Notes on Random Forests

I recently used k-dimensional trees to get decision boundaries in a very high-dimensional space and find the nearest neighbors for a given vector. I was curious to know what else these trees can be used for in machine learning. This led me to random forests and I read up on a couple blog posts to learn more about them. They seem like a really useful and robust way to approach classification problems and I’ve jotted down a quick summary of decision trees and random forests. Note that this isn’t a complete description of how these methods are defined mathematically; instead, I’m writing quick refresher notes for working with these techniques.

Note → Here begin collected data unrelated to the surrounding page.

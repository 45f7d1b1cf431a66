// Layer 1: Standard library imports
// (none)

// Layer 2: Third-party crate imports
use chrono::{DateTime, Utc};

// Layer 3: Internal module imports
use crate::message::Message;

/// One staged outbound message.
///
/// Entries are keyed by message id and move monotonically from
/// undispatched to dispatched; the message itself is never mutated once
/// written.
#[derive(Debug, Clone, PartialEq)]
pub struct OutboxEntry {
    /// The staged message
    pub message: Message,

    /// When the entry was deposited
    pub deposited_at: DateTime<Utc>,

    /// When the entry was successfully produced, if it has been
    pub dispatched_at: Option<DateTime<Utc>>,
}

impl OutboxEntry {
    /// Create an undispatched entry deposited now
    pub fn new(message: Message) -> Self {
        Self {
            message,
            deposited_at: Utc::now(),
            dispatched_at: None,
        }
    }

    /// Returns true once the entry has been produced to the broker
    pub fn is_dispatched(&self) -> bool {
        self.dispatched_at.is_some()
    }

    /// Age of the entry since deposit
    pub fn age(&self) -> chrono::Duration {
        Utc::now() - self.deposited_at
    }
}

#[cfg(test)]
mod tests {
    use super::*;
    use crate::message::{MessageBody, MessageHeader, MessageType, Topic};
    use crate::util::MessageId;

    fn message() -> Message {
        Message::new(
            MessageHeader::new(MessageId::new(), Topic::new("t"), MessageType::Event),
            MessageBody::empty(),
        )
    }

    #[test]
    fn test_fresh_entry_is_undispatched() {
        let entry = OutboxEntry::new(message());

        assert!(!entry.is_dispatched());
        assert!(entry.age().num_milliseconds() >= 0);
    }

    #[test]
    fn test_dispatch_marking() {
        let mut entry = OutboxEntry::new(message());
        entry.dispatched_at = Some(Utc::now());

        assert!(entry.is_dispatched());
    }
}
//! Reserved policy registry names.
//!
//! The external bus resolves its resilience envelope through these names;
//! callers override the defaults by registering their own policies under
//! the same keys.

/// Circuit breaker wrapping every synchronous produce
pub const CIRCUIT_BREAKER: &str = "CircuitBreaker";

/// Retry nested inside the synchronous circuit breaker
pub const RETRY_POLICY: &str = "RetryPolicy";

/// Circuit breaker wrapping every asynchronous produce
pub const CIRCUIT_BREAKER_ASYNC: &str = "CircuitBreaker.Async";

/// Retry nested inside the asynchronous circuit breaker
pub const RETRY_POLICY_ASYNC: &str = "RetryPolicy.Async";
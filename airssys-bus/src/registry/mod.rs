//! Lookup registries keyed by request type.

pub mod mappers;
pub mod policies;
pub mod subscribers;

pub use mappers::MapperRegistry;
pub use policies::PolicyRegistry;
pub use subscribers::{HandlerRegistration, MiddlewareRegistration, SubscriberRegistry};
//! Convenience re-exports for the common surface.
//!
//! ```rust
//! use airssys_bus::prelude::*;
//! ```

pub use crate::bus::{ExternalBus, ExternalBusBuilder};
pub use crate::channel::{Channel, ChannelFactory, Subscription};
pub use crate::context::RequestContext;
pub use crate::error::{BusError, BusResult};
pub use crate::handler::{
    AsyncHandler, AsyncHandlerFactory, FnAsyncHandlerFactory, FnHandlerFactory,
    FnMiddlewareFactory, Handler, HandlerFactory, HandlerTypeId, Middleware, MiddlewareFactory,
    MiddlewareResult, Placement,
};
pub use crate::message::{
    ChannelName, JsonMessageMapper, Message, MessageBody, MessageHeader, MessageMapper,
    MessageType, Topic,
};
pub use crate::outbox::{InMemoryOutbox, Outbox};
pub use crate::pipeline::{DuplicateAction, InMemoryInbox, InboxConfiguration};
pub use crate::policy::{names as policy_names, CircuitBreaker, RetryPolicy};
pub use crate::processor::CommandProcessor;
pub use crate::producer::{InMemoryMessageProducer, MessageProducer};
pub use crate::registry::{
    HandlerRegistration, MapperRegistry, MiddlewareRegistration, PolicyRegistry,
    SubscriberRegistry,
};
pub use crate::request::{Call, ReplyAddress, Request};
pub use crate::switches::{FeatureSwitches, SwitchStatus};
pub use crate::util::{CorrelationId, MessageId};
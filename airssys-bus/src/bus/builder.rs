//! Fluent construction of the external bus.

// Layer 1: Standard library imports
use std::sync::Arc;
use std::time::Duration;

// Layer 2: Third-party crate imports
use chrono::{DateTime, Utc};

// Layer 3: Internal module imports
use super::service::{ExternalBus, PublicationCallback};
use crate::outbox::{AsyncOutbox, Outbox, TransactionProvider};
use crate::producer::{AsyncMessageProducer, MessageProducer};
use crate::registry::PolicyRegistry;
use crate::util::MessageId;

/// Default budget for one outbox write.
const DEFAULT_OUTBOX_TIMEOUT: Duration = Duration::from_millis(300);

/// Builder for [`ExternalBus`] instances.
///
/// Implementations may provide the sync variant, the async variant, or
/// both of each collaborator; operations that hit a missing variant fail
/// with a configuration error at the call site.
///
/// # Examples
///
/// ```rust
/// use airssys_bus::bus::ExternalBus;
/// use airssys_bus::outbox::InMemoryOutbox;
/// use airssys_bus::producer::InMemoryMessageProducer;
/// use std::sync::Arc;
///
/// let bus = ExternalBus::builder()
///     .with_outbox(Arc::new(InMemoryOutbox::new()))
///     .with_producer(Arc::new(InMemoryMessageProducer::new()))
///     .build();
/// assert!(bus.has_sync_outbox());
/// ```
#[derive(Default)]
pub struct ExternalBusBuilder {
    outbox: Option<Arc<dyn Outbox>>,
    async_outbox: Option<Arc<dyn AsyncOutbox>>,
    producer: Option<Arc<dyn MessageProducer>>,
    async_producer: Option<Arc<dyn AsyncMessageProducer>>,
    policies: Option<Arc<PolicyRegistry>>,
    outbox_timeout: Option<Duration>,
    transaction_provider: Option<Arc<dyn TransactionProvider>>,
    on_published: Vec<PublicationCallback>,
}

impl ExternalBusBuilder {
    /// Create a builder with default settings
    pub fn new() -> Self {
        Self::default()
    }

    /// Configure the synchronous outbox
    pub fn with_outbox(mut self, outbox: Arc<dyn Outbox>) -> Self {
        self.outbox = Some(outbox);
        self
    }

    /// Configure the asynchronous outbox
    pub fn with_async_outbox(mut self, outbox: Arc<dyn AsyncOutbox>) -> Self {
        self.async_outbox = Some(outbox);
        self
    }

    /// Configure the synchronous producer
    pub fn with_producer(mut self, producer: Arc<dyn MessageProducer>) -> Self {
        self.producer = Some(producer);
        self
    }

    /// Configure the asynchronous producer
    pub fn with_async_producer(mut self, producer: Arc<dyn AsyncMessageProducer>) -> Self {
        self.async_producer = Some(producer);
        self
    }

    /// Configure the policy registry backing the resilience envelope.
    ///
    /// Defaults to [`PolicyRegistry::with_defaults`], which installs
    /// pass-through policies under every reserved name.
    pub fn with_policies(mut self, policies: Arc<PolicyRegistry>) -> Self {
        self.policies = Some(policies);
        self
    }

    /// Configure the outbox write timeout
    pub fn with_outbox_timeout(mut self, timeout: Duration) -> Self {
        self.outbox_timeout = Some(timeout);
        self
    }

    /// Tie outbox writes to the caller's database transaction
    pub fn with_transaction_provider(mut self, provider: Arc<dyn TransactionProvider>) -> Self {
        self.transaction_provider = Some(provider);
        self
    }

    /// Register a callback fired after each successful produce
    pub fn on_published(
        mut self,
        callback: impl Fn(&MessageId, DateTime<Utc>) + Send + Sync + 'static,
    ) -> Self {
        self.on_published.push(Arc::new(callback));
        self
    }

    /// Build the external bus
    pub fn build(self) -> ExternalBus {
        ExternalBus {
            outbox: self.outbox,
            async_outbox: self.async_outbox,
            producer: self.producer,
            async_producer: self.async_producer,
            policies: self
                .policies
                .unwrap_or_else(|| Arc::new(PolicyRegistry::with_defaults())),
            outbox_timeout: self.outbox_timeout.unwrap_or(DEFAULT_OUTBOX_TIMEOUT),
            transaction_provider: self.transaction_provider,
            on_published: self.on_published,
        }
    }
}

#[cfg(test)]
mod tests {
    use super::*;

    #[test]
    fn test_default_build() {
        let bus = ExternalBusBuilder::new().build();

        assert!(!bus.has_sync_outbox());
        assert!(!bus.has_async_outbox());
        assert_eq!(bus.outbox_timeout(), DEFAULT_OUTBOX_TIMEOUT);
    }

    #[test]
    fn test_timeout_override() {
        let bus = ExternalBusBuilder::new()
            .with_outbox_timeout(Duration::from_secs(2))
            .build();

        assert_eq!(bus.outbox_timeout(), Duration::from_secs(2));
    }

    #[test]
    fn test_default_policies_cover_reserved_names() {
        use crate::policy::names;

        let bus = ExternalBusBuilder::new().build();
        assert!(bus.policies().policy(names::RETRY_POLICY).is_some());
        assert!(bus.policies().policy(names::CIRCUIT_BREAKER).is_some());
    }
}
//! Ephemeral reply channels for request-reply.
//!
//! The wire implementation of a channel lives outside the core; the
//! façade only needs creation, purge, and a blocking receive with a
//! budget. A channel is exclusively owned by the call that created it
//! and torn down by drop on every exit path.

// Layer 1: Standard library imports
use std::time::Duration;

// Layer 2: Third-party crate imports
// (none)

// Layer 3: Internal module imports
use crate::error::BusResult;
use crate::message::{ChannelName, Message, Topic};

/// Template for a broker subscription.
///
/// Reply subscriptions are registered per response type; at call time
/// the processor rewrites the channel name and routing key to the fresh
/// ephemeral channel id.
#[derive(Debug, Clone, PartialEq, Eq)]
pub struct Subscription {
    /// Broker-side channel name
    pub channel_name: ChannelName,

    /// Routing key messages must match
    pub routing_key: Topic,
}

impl Subscription {
    /// Create a subscription template
    pub fn new(channel_name: ChannelName, routing_key: Topic) -> Self {
        Self {
            channel_name,
            routing_key,
        }
    }

    /// Rewrite both channel name and routing key to the given channel id.
    pub fn redirect(&self, channel: &ChannelName) -> Self {
        Self {
            channel_name: channel.clone(),
            routing_key: Topic::new(channel.as_str()),
        }
    }
}

/// Consuming side of one broker channel.
///
/// `receive` blocks up to the given budget and returns a `None`-typed
/// message as its timeout indicator rather than an error; transport
/// failures surface as errors and are retried by the caller's policy.
pub trait Channel: Send {
    /// Force broker-side creation and drop any stale messages
    fn purge(&mut self) -> BusResult<()>;

    /// Blocking receive with a budget
    fn receive(&mut self, timeout: Duration) -> BusResult<Message>;
}

/// Creates channels from subscriptions.
pub trait ChannelFactory: Send + Sync {
    /// Create a channel for the subscription
    fn create_channel(&self, subscription: &Subscription) -> BusResult<Box<dyn Channel>>;
}

#[cfg(test)]
mod tests {
    use super::*;

    #[test]
    fn test_subscription_redirect() {
        let template = Subscription::new(ChannelName::new("replies"), Topic::new("replies"));
        let (channel, _token) = ChannelName::ephemeral();

        let redirected = template.redirect(&channel);
        assert_eq!(redirected.channel_name, channel);
        assert_eq!(redirected.routing_key.as_str(), channel.as_str());
    }
}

Without further ado, here they are!

Trees on my hike in Santa Cruz

k-dimensional trees

  • they divide n-dimensional feature space into regions
  • we can use these trees for different types of prediction problems by finding which region a test feature lies in
    • regression: assign mean of all train feature labels in that region
    • classification: assign mode of all train feature labels in that region

Algorithm choices

  • regression: choose splits that minimize the cost function, defined as the least squared error
  • classification: different cost functions can be chosen for minimization — error rate, Gini index, cross-entropy error
    • the latter two better for optimization algorithms as they have smooth curvature (easier to take derivatives)
  • too many splits → can lead to overfitting (high variance) because fits the training data too well (low bias)
  • can prevent by doing one of the following and then cross-validating:
    • setting minimum number of training examples in each region
    • setting maximum number of splits of the tree

Ensemble methods

  • bagging/bootstrap aggregation: sample for a dataset of size N with replacement from the training set — so each dataset can have multiple copies of a training example — to get k such sets, then fit trees to each and average over the k trees
  • random forests are an example of a bagged tree model, where again the bootstrapping + averaging is performed, but with a limit on how the trees split
    • this is done by choosing a set number of random features over which to split at each level
    • a good call because different features are used to make decision splits in different trees
    • the number of random features can be optimized by using cross validation as long as we make sure that the features used have at least some predictive power
    • another thing to keep in mind: the trees + their predictions should be relatively uncorrelated with each other
    • since random forests consist of large number of relatively uncorrelated trees, this ensemble cancels out the error in individual trees and performs better than a single tree
  • boosting: fit to full data set, but using shallow trees (to avoid overfitting) where each subsequent tree is fit to results of previous tree; this process is repeated m times
    • regression: each new tree is fit to residuals y_new = y_actual – alpha * y_old, where y_new and y_old are the predicted labels, y_actual is the actual label and alpha is the learning rate
    • small alpha leads to good fitting as learning is slower
    • classification: each new tree is fit to same labels but with time- and sample- dependent weights
    • this emphasizes training examples in under-sampled areas, and can help with cases with class imbalance
  • bagged trees can be constructed in parallel while boosted trees are sequential; thus bagging is faster
  • boosted forests have lower generalization error than bagged tree ensembles; thus boosting is better for higher accuracy

Advantages of trees and random forests

  • trees are good for non-linear decision boundaries because of how they’re constructed; don’t need to apply non-linear transformation to input features for classification => less overfitting
  • they are insensitive to number of features and robust against noisy/missing data
  • there aren’t many hyper-parameters that need to be fit for trees or forests
  • with ensemble methods, we can also average over multiple trees to reduce variance and hence, overfitting
The view from LACMA in Los Angeles